Introduction: Thalassemias (thal) are the most common monogenic diseases worldwide. The spectrum of β-thal mutations among Vietnamese populations indicates a noticeable heterogeneity.Purpose: to define the molecular basis of mutations affecting β-globin gene in Central Vietnam, and the phenotype/genotype relationship in β-thal patients.Patients and methods: 226 subjects (138 β-thal carriers, 57 patients affected by β-thal intermedia and 31 affected by β-thal major) were examined by sequencing of β-globin genes. 88 patients were evaluated for α-thal genes and the -158(C>T) polymorphism at the Gγ-globin gene.Result: 12 mutations were observed. Four resulted the most common: the HbE, cd 17(A>T), cds 41/42(-TTCT) and IVS-I-1(G>T) accounting for 86.94%. Less frequent were: cds 71/72(+A), -28(A>G), cd 95(+A), cd 26(G>T), observed in 11.46% of chromosomes, whereas the -198(A>G), -72(T>A), -50(G>A) and cds 14/15 (+G) resulted rare.

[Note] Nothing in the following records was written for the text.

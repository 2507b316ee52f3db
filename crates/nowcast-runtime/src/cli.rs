//! CLI definition using clap derive.

use std::path::{Path, PathBuf};

use anyhow::Context;
use clap::{Parser, Subcommand};

use nowcast_core::Config;

#[derive(Parser)]
#[command(name = "nowcast", about = "Now-playing presence bridge for Discord")]
pub struct Cli {
    /// Control socket path (default: $XDG_RUNTIME_DIR/nowcast/nowcastd.sock)
    #[arg(long, short = 's', global = true)]
    pub socket_path: Option<String>,

    /// Config file path (default: $XDG_CONFIG_HOME/nowcast/config.toml)
    #[arg(long, short = 'c', global = true)]
    pub config: Option<PathBuf>,

    /// Register the nowcast:// URI scheme handler and exit
    #[arg(long)]
    pub register_uri: bool,

    /// Connect, clear any lingering presence, disconnect, and exit
    #[arg(long)]
    pub clear: bool,

    #[command(subcommand)]
    pub command: Option<Command>,
}

#[derive(Subcommand)]
pub enum Command {
    /// Run the presence host (tick loop, control server, join listener)
    Host(HostOpts),
    /// Resolve an inbound sync link (invoked by the URI handler)
    Open(OpenOpts),
    /// Show host status
    Status,
    /// Suspend publishing; sources keep polling
    Pause,
    /// Resume publishing
    Resume,
    /// Clear the published presence
    Clear,
    /// Stop a running host
    Stop,
}

#[derive(clap::Args, Default)]
pub struct HostOpts {
    /// Poll interval in milliseconds (overrides the config file)
    #[arg(long)]
    pub poll_interval_ms: Option<u64>,
}

#[derive(clap::Args)]
pub struct OpenOpts {
    /// Sync link to resolve, e.g. nowcast://sync?track=...&artist=...
    pub uri: String,
}

/// Default control socket path: per-user runtime dir, tmp fallback.
pub fn default_socket_path() -> String {
    if let Ok(dir) = std::env::var("XDG_RUNTIME_DIR") {
        if !dir.is_empty() {
            return format!("{dir}/nowcast/nowcastd.sock");
        }
    }
    let user = std::env::var("USER").unwrap_or_else(|_| "unknown".to_string());
    format!("/tmp/nowcast-{user}/nowcastd.sock")
}

/// Default config path: XDG config dir, `~/.config` fallback.
pub fn default_config_path() -> PathBuf {
    if let Ok(dir) = std::env::var("XDG_CONFIG_HOME") {
        if !dir.is_empty() {
            return PathBuf::from(dir).join("nowcast/config.toml");
        }
    }
    let home = std::env::var("HOME").unwrap_or_else(|_| ".".to_string());
    PathBuf::from(home).join(".config/nowcast/config.toml")
}

/// Load and validate the config file. Host mode needs a complete,
/// valid file; a missing one is an error here.
pub fn load_config(path: &Path) -> anyhow::Result<Config> {
    let raw = std::fs::read_to_string(path)
        .with_context(|| format!("cannot read config at {}", path.display()))?;
    let config = Config::from_toml(&raw)
        .with_context(|| format!("cannot parse config at {}", path.display()))?;
    config
        .validate()
        .with_context(|| format!("invalid config at {}", path.display()))?;
    Ok(config)
}

/// Lenient load for deep-link resolution: a missing file means
/// defaults (no streaming playback configured), only a present but
/// malformed file is an error.
pub fn load_config_or_default(path: &Path) -> anyhow::Result<Config> {
    if !path.exists() {
        return Ok(Config::default());
    }
    let raw = std::fs::read_to_string(path)
        .with_context(|| format!("cannot read config at {}", path.display()))?;
    Config::from_toml(&raw).with_context(|| format!("cannot parse config at {}", path.display()))
}
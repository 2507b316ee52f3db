//! UDS JSON-RPC control server: minimal hand-rolled implementation.
//! Connection-per-request, newline-delimited JSON; every method maps
//! to one [`HostCommand`] on the host queue.

use std::path::Path;

use tokio::io::{AsyncBufReadExt, AsyncWriteExt, BufReader};
use tokio::net::{UnixListener, UnixStream};
use tokio::sync::{mpsc, oneshot};

use crate::host::HostCommand;

/// Bind the control socket. The host binds before it connects to the
/// presence gateway, so a second `nowcast host` fails immediately.
///
/// A socket file that still accepts connections means another host is
/// alive; one that refuses is stale and gets replaced.
pub async fn bind(socket_path: &str) -> anyhow::Result<UnixListener> {
    let path = Path::new(socket_path);
    let socket_dir = path
        .parent()
        .ok_or_else(|| anyhow::anyhow!("invalid socket path: {socket_path}"))?;

    std::fs::create_dir_all(socket_dir)?;

    #[cfg(unix)]
    {
        use std::os::unix::fs::PermissionsExt;
        std::fs::set_permissions(socket_dir, std::fs::Permissions::from_mode(0o700))?;
    }

    if path.exists() {
        if UnixStream::connect(socket_path).await.is_err() {
            std::fs::remove_file(socket_path)?;
            tracing::info!("removed stale socket at {socket_path}");
        } else {
            anyhow::bail!("another host is already running at {socket_path}");
        }
    }

    let listener = UnixListener::bind(socket_path)?;

    #[cfg(unix)]
    {
        use std::os::unix::fs::PermissionsExt;
        std::fs::set_permissions(socket_path, std::fs::Permissions::from_mode(0o600))?;
    }

    tracing::info!("control socket listening on {socket_path}");
    Ok(listener)
}

/// Accept control clients until the task is aborted.
pub async fn serve(listener: UnixListener, commands: mpsc::Sender<HostCommand>) -> anyhow::Result<()> {
    loop {
        let (stream, _) = listener.accept().await?;
        let commands = commands.clone();
        tokio::spawn(async move {
            if let Err(e) = handle_connection(stream, commands).await {
                tracing::debug!("control connection error: {e}");
            }
        });
    }
}

async fn handle_connection(
    stream: UnixStream,
    commands: mpsc::Sender<HostCommand>,
) -> anyhow::Result<()> {
    let (reader, mut writer) = stream.into_split();
    let mut reader = BufReader::new(reader);
    let mut line = String::new();
    reader.read_line(&mut line).await?;

    let request: serde_json::Value = serde_json::from_str(line.trim())?;
    let method = request["method"].as_str().unwrap_or("");
    let id = request["id"].clone();

    let response = match dispatch(method, &commands).await {
        Ok(result) => serde_json::json!({
            "jsonrpc": "2.0",
            "result": result,
            "id": id,
        }),
        Err(error) => serde_json::json!({
            "jsonrpc": "2.0",
            "error": error,
            "id": id,
        }),
    };
    let mut resp = serde_json::to_string(&response)?;
    resp.push('\n');
    writer.write_all(resp.as_bytes()).await?;

    Ok(())
}

/// Translate a method name into a host command. `status` waits for the
/// host's reply; the rest are acknowledged as soon as they are queued.
async fn dispatch(
    method: &str,
    commands: &mpsc::Sender<HostCommand>,
) -> Result<serde_json::Value, serde_json::Value> {
    let command = match method {
        "status" => {
            let (reply_tx, reply_rx) = oneshot::channel();
            commands
                .send(HostCommand::Status(reply_tx))
                .await
                .map_err(|_| host_gone())?;
            let status = reply_rx.await.map_err(|_| host_gone())?;
            return serde_json::to_value(status)
                .map_err(|e| rpc_error(-32603, format!("internal error: {e}")));
        }
        "pause" => HostCommand::Pause,
        "resume" => HostCommand::Resume,
        "clear" => HostCommand::Clear,
        "stop" => HostCommand::Stop,
        other => return Err(rpc_error(-32601, format!("method not found: {other}"))),
    };

    commands.send(command).await.map_err(|_| host_gone())?;
    Ok(serde_json::json!({ "ok": true }))
}

fn rpc_error(code: i64, message: impl Into<String>) -> serde_json::Value {
    serde_json::json!({ "code": code, "message": message.into() })
}

fn host_gone() -> serde_json::Value {
    rpc_error(-32000, "host is shutting down")
}

#[cfg(test)]
mod tests {
    use super::*;
    use crate::host::StatusSnapshot;
    use nowcast_core::{PresencePhase, SourceId};

    async fn start_server() -> (tempfile::TempDir, String, mpsc::Receiver<HostCommand>) {
        let dir = tempfile::tempdir().expect("tempdir");
        let socket_path = dir
            .path()
            .join("nowcastd.sock")
            .to_string_lossy()
            .into_owned();
        let (tx, rx) = mpsc::channel(8);
        let listener = bind(&socket_path).await.expect("bind");
        tokio::spawn(serve(listener, tx));
        (dir, socket_path, rx)
    }

    async fn raw_call(socket_path: &str, request: &str) -> serde_json::Value {
        let stream = UnixStream::connect(socket_path).await.expect("connect");
        let (reader, mut writer) = stream.into_split();
        writer.write_all(request.as_bytes()).await.expect("write");
        writer.write_all(b"\n").await.expect("write newline");
        writer.shutdown().await.expect("shutdown");

        let mut line = String::new();
        BufReader::new(reader)
            .read_line(&mut line)
            .await
            .expect("read response");
        serde_json::from_str(line.trim()).expect("parse response")
    }

    #[tokio::test]
    async fn status_round_trip() {
        let (_dir, socket_path, mut rx) = start_server().await;
        tokio::spawn(async move {
            while let Some(command) = rx.recv().await {
                if let HostCommand::Status(reply) = command {
                    let _ = reply.send(StatusSnapshot {
                        phase: PresencePhase::Active,
                        connected: true,
                        title: Some("Song A".into()),
                        artist: Some("Artist X".into()),
                        source: Some(SourceId::Mpris),
                        published_at: None,
                        artwork_cache_len: 2,
                        last_probe_failures: Vec::new(),
                    });
                }
            }
        });

        let resp = raw_call(
            &socket_path,
            r#"{"jsonrpc":"2.0","id":1,"method":"status","params":{}}"#,
        )
        .await;
        assert_eq!(resp["id"], 1);
        assert_eq!(resp["result"]["phase"], "active");
        assert_eq!(resp["result"]["connected"], true);
        assert_eq!(resp["result"]["title"], "Song A");
        assert_eq!(resp["result"]["source"], "mpris");
        assert_eq!(resp["result"]["artwork_cache_len"], 2);
    }

    #[tokio::test]
    async fn control_methods_land_on_the_queue() {
        let (_dir, socket_path, mut rx) = start_server().await;

        let resp = raw_call(&socket_path, r#"{"jsonrpc":"2.0","id":2,"method":"pause"}"#).await;
        assert_eq!(resp["result"]["ok"], true);
        assert!(matches!(rx.recv().await, Some(HostCommand::Pause)));

        let resp = raw_call(&socket_path, r#"{"jsonrpc":"2.0","id":3,"method":"stop"}"#).await;
        assert_eq!(resp["result"]["ok"], true);
        assert!(matches!(rx.recv().await, Some(HostCommand::Stop)));
    }

    #[tokio::test]
    async fn unknown_method_is_rejected() {
        let (_dir, socket_path, _rx) = start_server().await;

        let resp = raw_call(&socket_path, r#"{"jsonrpc":"2.0","id":4,"method":"dance"}"#).await;
        assert_eq!(resp["error"]["code"], -32601);
        assert!(
            resp["error"]["message"]
                .as_str()
                .expect("message")
                .contains("dance")
        );
        assert!(resp.get("result").is_none());
    }

    #[tokio::test]
    async fn bind_refuses_a_live_socket() {
        let (_dir, socket_path, _rx) = start_server().await;

        let err = bind(&socket_path).await.expect_err("second bind must fail");
        assert!(err.to_string().contains("already running"));
    }

    #[tokio::test]
    async fn bind_replaces_a_dead_socket() {
        let dir = tempfile::tempdir().expect("tempdir");
        let socket_path = dir
            .path()
            .join("nowcastd.sock")
            .to_string_lossy()
            .into_owned();

        // A dropped listener leaves its socket file behind.
        let stale = UnixListener::bind(&socket_path).expect("first bind");
        drop(stale);
        assert!(Path::new(&socket_path).exists());

        bind(&socket_path).await.expect("rebinds over the stale file");
    }

    #[tokio::test]
    async fn bind_sets_restrictive_permissions() {
        use std::os::unix::fs::PermissionsExt;

        let dir = tempfile::tempdir().expect("tempdir");
        let socket_dir = dir.path().join("nowcast");
        let socket_path = socket_dir
            .join("nowcastd.sock")
            .to_string_lossy()
            .into_owned();

        let _listener = bind(&socket_path).await.expect("bind");

        let dir_mode = std::fs::metadata(&socket_dir)
            .expect("dir metadata")
            .permissions()
            .mode();
        assert_eq!(dir_mode & 0o777, 0o700);

        let socket_mode = std::fs::metadata(&socket_path)
            .expect("socket metadata")
            .permissions()
            .mode();
        assert_eq!(socket_mode & 0o777, 0o600);
    }
}
//! Discord IPC transport: frame codec and socket discovery.
//!
//! Frames are a little-endian `u32` opcode plus a little-endian `u32`
//! body length, followed by a JSON body. Opcode 0 carries the
//! handshake, 1 carries commands and events, 2 closes the session.

use std::io::Read;
use std::os::unix::net::UnixStream;
use std::path::{Path, PathBuf};

use serde_json::Value;

use crate::error::PresenceError;

pub const OP_HANDSHAKE: u32 = 0;
pub const OP_FRAME: u32 = 1;
pub const OP_CLOSE: u32 = 2;

/// Upper bound on an incoming frame body. Real frames are a few
/// hundred bytes; anything near this means the stream is desynced.
pub const MAX_FRAME_LEN: usize = 1024 * 1024;

/// Socket subdirectories searched under each base, in order: plain,
/// flatpak, snap.
const SOCKET_SUBDIRS: [&str; 3] = ["", "app/com.discordapp.Discord", "snap.discord"];

/// How many numbered sockets each Discord install may expose.
const SOCKET_SLOTS: u32 = 10;

// ─── Frame codec ──────────────────────────────────────────────────

/// Encode one frame: 8-byte header followed by the JSON body.
pub fn encode_frame(op: u32, payload: &Value) -> Vec<u8> {
    let body = payload.to_string().into_bytes();
    let mut buf = Vec::with_capacity(8 + body.len());
    buf.extend_from_slice(&op.to_le_bytes());
    buf.extend_from_slice(&(body.len() as u32).to_le_bytes());
    buf.extend_from_slice(&body);
    buf
}

/// Read one frame, returning its opcode and parsed JSON body.
///
/// A read timeout configured on the underlying socket surfaces here as
/// `PresenceError::Io` with `WouldBlock`/`TimedOut`.
pub fn read_frame(reader: &mut impl Read) -> Result<(u32, Value), PresenceError> {
    let mut header = [0u8; 8];
    reader.read_exact(&mut header)?;
    let op = u32::from_le_bytes([header[0], header[1], header[2], header[3]]);
    let len = u32::from_le_bytes([header[4], header[5], header[6], header[7]]) as usize;
    if len > MAX_FRAME_LEN {
        return Err(PresenceError::Protocol(format!(
            "frame body of {len} bytes exceeds the {MAX_FRAME_LEN} byte limit"
        )));
    }
    let mut body = vec![0u8; len];
    reader.read_exact(&mut body)?;
    let value = serde_json::from_slice(&body)?;
    Ok((op, value))
}

// ─── Socket discovery ─────────────────────────────────────────────

/// Every socket path a Discord install may listen on under the given
/// base directories, in connection-attempt order.
pub fn candidate_paths(bases: &[PathBuf]) -> Vec<PathBuf> {
    let mut paths = Vec::with_capacity(bases.len() * SOCKET_SUBDIRS.len() * SOCKET_SLOTS as usize);
    for base in bases {
        for sub in SOCKET_SUBDIRS {
            let dir = if sub.is_empty() {
                base.clone()
            } else {
                base.join(sub)
            };
            for slot in 0..SOCKET_SLOTS {
                paths.push(dir.join(format!("discord-ipc-{slot}")));
            }
        }
    }
    paths
}

/// Base directories to search, from the usual runtime-dir variables
/// with a `/tmp` fallback.
pub fn default_socket_bases() -> Vec<PathBuf> {
    let mut bases: Vec<PathBuf> = ["XDG_RUNTIME_DIR", "TMPDIR", "TMP", "TEMP"]
        .iter()
        .filter_map(|var| std::env::var(var).ok())
        .filter(|v| !v.is_empty())
        .map(PathBuf::from)
        .collect();
    bases.push(PathBuf::from("/tmp"));
    bases
}

/// Connect to the first reachable IPC socket, or to the override path
/// when one is set (used by tests and non-standard installs).
pub fn open_socket(override_path: Option<&Path>) -> Result<UnixStream, PresenceError> {
    if let Some(path) = override_path {
        return UnixStream::connect(path).map_err(PresenceError::Io);
    }
    for path in candidate_paths(&default_socket_bases()) {
        if let Ok(stream) = UnixStream::connect(&path) {
            return Ok(stream);
        }
    }
    Err(PresenceError::SocketNotFound)
}

// ─── Tests ────────────────────────────────────────────────────────
//! nowcast-presence: Discord Rich Presence IO boundary.
//! Speaks the local IPC protocol (frame codec, handshake, SET_ACTIVITY)
//! behind the `PresenceClient` seam, plus a dedicated join-event
//! listener connection. No reconciliation logic.

pub mod activity;
pub mod error;
pub mod events;
pub mod ipc;
pub mod session;

pub use activity::{PARTY_ID, activity_json};
pub use error::PresenceError;
pub use events::{EVENT_JOIN, EVENT_JOIN_REQUEST, JoinListener};
pub use ipc::{OP_CLOSE, OP_FRAME, OP_HANDSHAKE, candidate_paths, encode_frame, read_frame};
pub use session::{DiscordPresence, PresenceClient};
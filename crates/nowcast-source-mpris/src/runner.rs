//! PlayerCommandRunner trait and PlayerctlExecutor (sync subprocess wrapper).

use crate::error::MprisError;

/// playerctl prints this on stderr when no MPRIS player is registered.
const NO_PLAYERS_MARKER: &str = "No players found";

/// Trait for executing playerctl commands. Enables mock injection for
/// testing.
pub trait PlayerCommandRunner: Send + Sync {
    fn run(&self, args: &[&str]) -> Result<String, MprisError>;
}

impl<T: PlayerCommandRunner + ?Sized> PlayerCommandRunner for &T {
    fn run(&self, args: &[&str]) -> Result<String, MprisError> {
        (**self).run(args)
    }
}

/// Real playerctl executor using `std::process::Command`.
pub struct PlayerctlExecutor {
    playerctl_bin: String,
    player: Option<String>,
}

impl PlayerctlExecutor {
    pub fn new(playerctl_bin: impl Into<String>) -> Self {
        Self {
            playerctl_bin: playerctl_bin.into(),
            player: None,
        }
    }

    /// Pin the probe to one named player instead of playerctl's own
    /// most-recently-active selection.
    #[must_use]
    pub fn with_player(mut self, name: impl Into<String>) -> Self {
        self.player = Some(name.into());
        self
    }
}

impl Default for PlayerctlExecutor {
    fn default() -> Self {
        Self::new("playerctl")
    }
}

impl PlayerCommandRunner for PlayerctlExecutor {
    fn run(&self, args: &[&str]) -> Result<String, MprisError> {
        let mut cmd = std::process::Command::new(&self.playerctl_bin);
        if let Some(ref player) = self.player {
            cmd.args(["--player", player]);
        }
        cmd.args(args);
        let output = cmd.output().map_err(MprisError::Io)?;
        if !output.status.success() {
            let stderr = String::from_utf8_lossy(&output.stderr);
            if stderr.contains(NO_PLAYERS_MARKER) {
                return Err(MprisError::NoPlayer);
            }
            return Err(MprisError::CommandFailed(format!(
                "exit code {}: {}",
                output.status.code().unwrap_or(-1),
                stderr.trim()
            )));
        }
        Ok(String::from_utf8_lossy(&output.stdout).into_owned())
    }
}

#[cfg(test)]
mod tests {
    use super::*;

    #[test]
    fn default_executor() {
        let exec = PlayerctlExecutor::default();
        assert_eq!(exec.playerctl_bin, "playerctl");
        assert!(exec.player.is_none());
    }

    #[test]
    fn with_player() {
        let exec = PlayerctlExecutor::default().with_player("spotify");
        assert_eq!(exec.player, Some("spotify".to_string()));
    }

    #[test]
    fn blanket_ref_impl() {
        struct Mock;
        impl PlayerCommandRunner for Mock {
            fn run(&self, _args: &[&str]) -> Result<String, MprisError> {
                Ok("ok".to_string())
            }
        }
        let mock = Mock;
        let r: &Mock = &mock;
        assert_eq!(r.run(&[]).expect("ok"), "ok");
    }
}
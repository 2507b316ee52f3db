//! Pure payload builders for the IPC protocol.
//!
//! Shapes every JSON body the session and the join listener send, so
//! the wire format is testable without a socket.

use std::sync::atomic::{AtomicU64, Ordering};

use serde_json::{Value, json};

use nowcast_core::PresenceUpdate;

/// Party identifier shown on the published activity. One session per
/// process, so a fixed id is enough.
pub const PARTY_ID: &str = "nowcast-session-1";

static NONCE: AtomicU64 = AtomicU64::new(1);

/// Process-unique nonce for request/response correlation.
pub fn next_nonce() -> String {
    NONCE.fetch_add(1, Ordering::Relaxed).to_string()
}

/// Opcode-0 handshake body.
pub fn handshake_payload(client_id: &str) -> Value {
    json!({ "v": 1, "client_id": client_id })
}

/// `SET_ACTIVITY` command. `None` clears the published activity.
pub fn set_activity_payload(pid: u32, activity: Option<Value>) -> Value {
    json!({
        "cmd": "SET_ACTIVITY",
        "args": { "pid": pid, "activity": activity },
        "nonce": next_nonce(),
    })
}

/// `SUBSCRIBE` command for one event name.
pub fn subscribe_payload(event: &str) -> Value {
    json!({ "cmd": "SUBSCRIBE", "evt": event, "nonce": next_nonce() })
}

/// Auto-accept reply to an `ACTIVITY_JOIN_REQUEST`.
pub fn join_invite_payload(user_id: &str) -> Value {
    json!({
        "cmd": "SEND_ACTIVITY_JOIN_INVITE",
        "args": { "user_id": user_id },
        "nonce": next_nonce(),
    })
}

/// Shape a [`PresenceUpdate`] into the activity object `SET_ACTIVITY`
/// expects. Fields without a value are omitted, never sent as null.
pub fn activity_json(update: &PresenceUpdate) -> Value {
    let mut activity = json!({
        "details": update.details,
        "state": update.state,
        "timestamps": { "start": update.start_epoch_s },
        "assets": {
            "large_image": update.large_image,
            "large_text": update.large_text,
        },
    });
    if let Some(ref secret) = update.join_secret {
        activity["party"] = json!({ "id": PARTY_ID, "size": [1, 2] });
        activity["secrets"] = json!({ "join": secret });
    }
    activity
}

The βE/βE, βE/β+, β+/β+ genotypes were observed in mildly affected patients, whereas the βo/βo resulted limited to thal major ones. The coinheritance of α-thal undoubtedly ameliorates the severity of the disease. No clear correlation was observed between -158 (C>T) Gγ polymorphism and severity of β-thal.Conclusion: The allelic frequencies of β-thal mutations observed in Central Vietnam appears to be quite different with respect to those observed in other Vietnamese regions as well as to SEA countries. These results will impact future large screening campaigns.